• [ABOUT THIS TASK]: Reproduce the whole listing that follows, exactly as it stands.

········

//! # Error Types
//!
//! Domain-specific error types for drogaria-core.
//!
//! ## Error Hierarchy
//! ```text
//! ┌─────────────────────────────────────────────────────────────────────────┐
//! │                         Error Types                                     │
//! │                                                                         │
//! │  drogaria-core errors (this file)                                      │
//! │  ├── CoreError        - Lookup failures, rule violations               │
//! │  └── ValidationError  - Input validation failures                      │
//! │                                                                         │
//! │  drogaria-store errors (separate crate)                                │
//! │  └── StoreError       - Lock and export failures, wraps CoreError      │
//! │                                                                         │
//! │  CLI errors (in app)                                                   │
//! │  └── CliError         - What the operator sees (code + message)        │
//! │                                                                         │
//! │  Flow: ValidationError → CoreError → StoreError → CliError → Console   │
//! └─────────────────────────────────────────────────────────────────────────┘
//! ```
//!
//! Every error here is local and recoverable: the caller re-prompts or
//! aborts the current operation, the session keeps running.

use thiserror::Error;

// =============================================================================
// Core Error
// =============================================================================

/// Core business logic errors.
#[derive(Debug, Error)]
pub enum CoreError {
    /// No registered customer carries this identifier.
    #[error("Customer not found: {0}")]
    CustomerNotFound(String),

    /// No registered drug carries this name (exact, case-sensitive).
    #[error("Drug not found: {0}")]
    DrugNotFound(String),

    /// No registered laboratory carries this name.
    #[error("Laboratory not found: {0}")]
    LaboratoryNotFound(String),

    /// Drug category outside `chemotherapy` / `herbal`.
    ///
    /// ## When This Occurs
    /// - Registering a drug with a free-text category nobody recognises
    ///
    /// Registration is rejected before anything is stored.
    #[error("Invalid drug category '{0}': expected chemotherapy or herbal")]
    InvalidCategory(String),

    /// Birth date text does not match `dd/mm/yyyy`.
    ///
    /// ## When This Occurs
    /// ```text
    /// register_customer("123", "Ana", "1990-05-17")
    ///      │
    ///      ▼
    /// parse "%d/%m/%Y" fails
    ///      │
    ///      ▼
    /// DateParse { input: "1990-05-17" }  (nothing registered)
    /// ```
    #[error("Invalid birth date '{input}': use the format dd/mm/yyyy")]
    DateParse { input: String },

    /// Tried to record a sale with no items.
    #[error("Cart is empty, nothing to sell")]
    EmptyCart,

    /// Validation error (wraps ValidationError).
    #[error("Validation error: {0}")]
    Validation(#[from] ValidationError),
}

// =============================================================================
// Validation Error
// =============================================================================

/// Input validation errors.
///
/// These errors occur when input doesn't meet requirements.
/// Used for early validation before anything reaches a registry.
#[derive(Debug, Error)]
pub enum ValidationError {
    /// A required field is missing or empty.
    #[error("{field} is required")]
    Required { field: String },

    /// Field value is too long.
    #[error("{field} must be at most {max} characters")]
    TooLong { field: String, max: usize },

    /// Numeric value is out of range.
    #[error("{field} must be between {min} and {max}")]
    OutOfRange { field: String, min: i64, max: i64 },

    /// Invalid format (e.g. malformed price text).
    #[error("{field} has invalid format: {reason}")]
    InvalidFormat { field: String, reason: String },

    /// Duplicate natural key (e.g. a customer ID already registered).
    #[error("{field} '{value}' already exists")]
    Duplicate { field: String, value: String },
}

impl ValidationError {
    /// Shorthand for [`ValidationError::Required`].
    pub fn required(field: impl Into<String>) -> Self {
        ValidationError::Required {
            field: field.into(),
        }
    }

    /// Shorthand for [`ValidationError::Duplicate`].
    pub fn duplicate(field: impl Into<String>, value: impl Into<String>) -> Self {
        ValidationError::Duplicate {
            field: field.into(),
            value: value.into(),
        }
    }
}

// =============================================================================
// Result Type Alias
// =============================================================================

/// Convenience type alias for Results with CoreError.
pub type CoreResult<T> = Result<T, CoreError>;

// =============================================================================
// Unit Tests
// =============================================================================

········

• [SOLUTION FOR THIS PROBLEM]:
//! # Error Types
//!
//! Domain-specific error types for drogaria-core.
//!
//! ## Error Hierarchy
//! ```text
//! ┌─────────────────────────────────────────────────────────────────────────┐
//! │                         Error Types                                     │
//! │                                                                         │
//! │  drogaria-core errors (this file)                                      │
//! │  ├── CoreError        - Lookup failures, rule violations               │
//! │  └── ValidationError  - Input validation failures                      │
//! │                                                                         │
//! │  drogaria-store errors (separate crate)                                │
//! │  └── StoreError       - Lock and export failures, wraps CoreError      │
//! │                                                                         │
//! │  CLI errors (in app)                                                   │
//! │  └── CliError         - What the operator sees (code + message)        │
//! │                                                                         │
//! │  Flow: ValidationError → CoreError → StoreError → CliError → Console   │
//! └─────────────────────────────────────────────────────────────────────────┘
//! ```
//!
//! Every error here is local and recoverable: the caller re-prompts or
//! aborts the current operation, the session keeps running.

use thiserror::Error;

// =============================================================================
// Core Error
// =============================================================================

/// Core business logic errors.
#[derive(Debug, Error)]
pub enum CoreError {
    /// No registered customer carries this identifier.
    #[error("Customer not found: {0}")]
    CustomerNotFound(String),

    /// No registered drug carries this name (exact, case-sensitive).
    #[error("Drug not found: {0}")]
    DrugNotFound(String),

    /// No registered laboratory carries this name.
    #[error("Laboratory not found: {0}")]
    LaboratoryNotFound(String),

    /// Drug category outside `chemotherapy` / `herbal`.
    ///
    /// ## When This Occurs
    /// - Registering a drug with a free-text category nobody recognises
    ///
    /// Registration is rejected before anything is stored.
    #[error("Invalid drug category '{0}': expected chemotherapy or herbal")]
    InvalidCategory(String),

    /// Birth date text does not match `dd/mm/yyyy`.
    ///
    /// ## When This Occurs
    /// ```text
    /// register_customer("123", "Ana", "1990-05-17")
    ///      │
    ///      ▼
    /// parse "%d/%m/%Y" fails
    ///      │
    ///      ▼
    /// DateParse { input: "1990-05-17" }  (nothing registered)
    /// ```
    #[error("Invalid birth date '{input}': use the format dd/mm/yyyy")]
    DateParse { input: String },

    /// Tried to record a sale with no items.
    #[error("Cart is empty, nothing to sell")]
    EmptyCart,

    /// Validation error (wraps ValidationError).
    #[error("Validation error: {0}")]
    Validation(#[from] ValidationError),
}

// =============================================================================
// Validation Error
// =============================================================================

/// Input validation errors.
///
/// These errors occur when input doesn't meet requirements.
/// Used for early validation before anything reaches a registry.
#[derive(Debug, Error)]
pub enum ValidationError {
    /// A required field is missing or empty.
    #[error("{field} is required")]
    Required { field: String },

    /// Field value is too long.
    #[error("{field} must be at most {max} characters")]
    TooLong { field: String, max: usize },

    /// Numeric value is out of range.
    #[error("{field} must be between {min} and {max}")]
    OutOfRange { field: String, min: i64, max: i64 },

    /// Invalid format (e.g. malformed price text).
    #[error("{field} has invalid format: {reason}")]
    InvalidFormat { field: String, reason: String },

    /// Duplicate natural key (e.g. a customer ID already registered).
    #[error("{field} '{value}' already exists")]
    Duplicate { field: String, value: String },
}

impl ValidationError {
    /// Shorthand for [`ValidationError::Required`].
    pub fn required(field: impl Into<String>) -> Self {
        ValidationError::Required {
            field: field.into(),
        }
    }

    /// Shorthand for [`ValidationError::Duplicate`].
    pub fn duplicate(field: impl Into<String>, value: impl Into<String>) -> Self {
        ValidationError::Duplicate {
            field: field.into(),
            value: value.into(),
        }
    }
}

// =============================================================================
// Result Type Alias
// =============================================================================

/// Convenience type alias for Results with CoreError.
pub type CoreResult<T> = Result<T, CoreError>;

// =============================================================================
// Unit Tests
// =============================================================================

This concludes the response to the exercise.